use std::fs;
use std::path::Path;

use anyhow::{bail, Context};
use diffpatch::delta::to_delta;
use diffpatch::encoding::encode;
use diffpatch::{Config, Diff, Patch};
use log::{debug, info, warn};

use crate::cli::*;

pub fn run_command(cli: Cli) -> anyhow::Result<()> {
    let config = cli.tuning.config().context("Invalid tuning options")?;
    debug!("Using {:?}", config);
    match cli.command {
        Command::Diff(args) => cmd_diff(args, config),
        Command::Make(args) => cmd_make(args, config),
        Command::Apply(args) => cmd_apply(args, config),
        Command::Delta(args) => cmd_delta(args, config),
    }
}

fn read_text(path: &Path) -> anyhow::Result<String> {
    fs::read_to_string(path).with_context(|| format!("Failed to read {}", path.display()))
}

fn cmd_diff(args: DiffArgs, config: Config) -> anyhow::Result<()> {
    let old = read_text(&args.old)?;
    let new = read_text(&args.new)?;
    let mut diffs = Diff::with_config(&old, &new, config)
        .check_lines(!args.no_line_mode)
        .compare();
    info!("{} spans between {} and {}", diffs.len(), args.old.display(), args.new.display());

    if args.html {
        Diff::assign_indices(&mut diffs);
        println!("{}", Diff::pretty_html(&diffs));
    } else {
        for diff in &diffs {
            println!("{}{}", diff.edit_type, encode(&diff.text));
        }
    }
    Ok(())
}

fn cmd_make(args: MakeArgs, config: Config) -> anyhow::Result<()> {
    let old = read_text(&args.old)?;
    let new = read_text(&args.new)?;
    let mut patch = Patch::make(&old, &new, config);
    patch.split_max();
    info!("Patch has {} entries", patch.len());
    print!("{}", patch);
    Ok(())
}

fn cmd_apply(args: ApplyArgs, config: Config) -> anyhow::Result<()> {
    let patch_text = read_text(&args.patch)?;
    let text = read_text(&args.file)?;
    let patch = Patch::from_text(&patch_text)
        .with_context(|| format!("Failed to parse patch {}", args.patch.display()))?
        .with_config(config);

    let applied = patch.apply(&text);
    match &args.output {
        Some(output) => fs::write(output, &applied.text)
            .with_context(|| format!("Failed to write {}", output.display()))?,
        None => print!("{}", applied.text),
    }

    let failed = applied.failed_entries();
    for i in &failed {
        warn!("Patch entry {} did not apply", i);
        eprintln!("entry {} failed:\n{}", i, patch.entries()[*i]);
    }
    if !failed.is_empty() {
        bail!(
            "{} of {} patch entries failed to apply",
            failed.len(),
            applied.results.len()
        );
    }
    Ok(())
}

fn cmd_delta(args: DeltaArgs, config: Config) -> anyhow::Result<()> {
    let old = read_text(&args.old)?;
    let new = read_text(&args.new)?;
    let diffs = Diff::with_config(&old, &new, config).compare();
    println!("{}", to_delta(&diffs));
    Ok(())
}
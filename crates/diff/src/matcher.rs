use crate::bitap::Bitap;
use crate::config::Config;
use crate::locator::Locator;

/// Locates a pattern in a text near an expected position, trying the cheap
/// exact checks before handing over to a fuzzy [`Locator`].
#[derive(Debug, Clone, Copy)]
pub struct Match<L = Bitap> {
    locator: L,
}

impl Match<Bitap> {
    /// Create a matcher backed by [`Bitap`]
    pub fn new(config: Config) -> Self {
        Self {
            locator: Bitap::new(config),
        }
    }
}

impl<L: Locator> Match<L> {
    /// Create a matcher backed by any locator
    pub fn with_locator(locator: L) -> Self {
        Self { locator }
    }

    /// The fuzzy locator used when no exact match is at hand
    pub fn locator(&self) -> &L {
        &self.locator
    }

    /// Find the best char offset of `pattern` in `text` near `loc`.
    pub fn locate(&self, text: &str, pattern: &str, loc: usize) -> Option<usize> {
        let text: Vec<char> = text.chars().collect();
        let pattern: Vec<char> = pattern.chars().collect();
        self.locate_chars(&text, &pattern, loc)
    }

    pub(crate) fn locate_chars(&self, text: &[char], pattern: &[char], loc: usize) -> Option<usize> {
        if text == pattern {
            return Some(0);
        }
        let loc = loc.min(text.len());
        if pattern.is_empty() {
            return Some(loc);
        }
        if text.is_empty() {
            return None;
        }
        if text.get(loc..loc + pattern.len()) == Some(pattern) {
            return Some(loc);
        }
        self.locator.locate(text, pattern, loc)
    }
}

#[cfg(test)]
mod tests {
    use super::*;

    #[test]
    fn shortcuts() {
        let matcher = Match::new(Config::default());
        assert_eq!(matcher.locate("abcdef", "abcdef", 1000), Some(0));
        assert_eq!(matcher.locate("", "abcdef", 1), None);
        assert_eq!(matcher.locate("abcdef", "", 3), Some(3));
        assert_eq!(matcher.locate("abcdef", "", 30), Some(6));
        assert_eq!(matcher.locate("abcdef", "de", 3), Some(3));
    }

    #[test]
    fn clamps_location() {
        let matcher = Match::new(Config::default());
        assert_eq!(matcher.locate("abcdef", "abcdefy", 0), Some(0));
        // One error plus one char of distance is just over the default.
        assert_eq!(matcher.locate("abcdef", "defy", 4), None);
        let lenient = Match::new(Config::default().threshold(0.6));
        assert_eq!(lenient.locate("abcdef", "defy", 4), Some(3));
    }

    #[test]
    fn complex_match() {
        let matcher = Match::new(Config::default().threshold(0.7));
        assert_eq!(
            matcher.locate(
                "I am the very model of a modern major general.",
                " that berry ",
                5
            ),
            Some(4)
        );
    }

    struct Never;

    impl Locator for Never {
        fn locate(&self, _: &[char], _: &[char], _: usize) -> Option<usize> {
            None
        }

        fn max_pattern_length(&self) -> usize {
            0
        }
    }

    #[test]
    fn custom_locator_is_consulted_last() {
        let matcher = Match::with_locator(Never);
        assert_eq!(matcher.locate("abcdef", "cd", 2), Some(2));
        assert_eq!(matcher.locate("abcdef", "cx", 2), None);
    }
}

## EXERCISE AIM
Lines that include the word "path" are to be extracted from the data above.

## TASK RESULT
use std::path::Path;
fn read_text(path: &Path) -> anyhow::Result<String> {
    fs::read_to_string(path).with_context(|| format!("Failed to read {}", path.display()))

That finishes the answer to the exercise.